In the early 20th century, the municipal improvements of the City Beautiful movement included construction of the riverfront steps and esplanade on Riverfront Park as well as the Dock Street Dam to allow better river recreation. Vance McCormick as mayor advocated river festivals, and the city held boat parades and galas from 1907 to 1915; a large aquatic carnival in 1915 celebrated the city's achievements. Business rival Edward J. Stackpole Sr. of the Harrisburg Telegraph stole the idea the following summer, enlisting councilman M. Harvey Taylor and prominent banker George W. Reily to help implement an annual aquatic festival to generate revenue for the city and increase civic pride toward the city and the Susquehanna River. The name was chosen from a city-wide competition, where "Kipona" was proposed by Dr. Hugh Hamilton of the Pennsylvania Federation of Historical Societies, who later composed a song entitled "Ki-po-nah". The Greater Harrisburg Navy organized it, and an estimated 50,000 attended. As the United States entered World War I, the festival was cancelled for the 1917 and 1918, but revived the following year. Financial problems with the city halted the festival from 1923; following the Flood of 1936, Kipona was revived as a morale booster.

There were cancellations since its revival in 1941-45, and 2020.

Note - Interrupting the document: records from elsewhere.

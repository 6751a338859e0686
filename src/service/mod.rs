//! Service layer producing external representations.
//!
//! Services coordinate repositories over a shared [`sea_orm::DatabaseConnection`]
//! and map entity models to the DTOs in [`crate::model`]. They add no
//! validation or business rules beyond what the database constraints enforce.

pub mod catalog;
pub mod favorite;
pub mod user;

During the 2025 festival, a motorist drove a minivan through the crowd, resulting in multiple injuries.

==Attractions==
Annual festivities include a celebration/festival of India, a Native American Pow-Wow, art and craft exhibits, live music, carnival rides, games, vendors, food trucks, canoe races and fireworks display. Former attractions have included tightrope walking, Ferris wheels, contests for decorated boats, high diving, canoe tilting contests, sailing, swimming races, hydroplane racing, hang gliding stunts, escape artists, waterskiing, inner tubing, chili cookoff, Competitive eating, car show, bicycle races, hot air balloons, and Rubber duck races.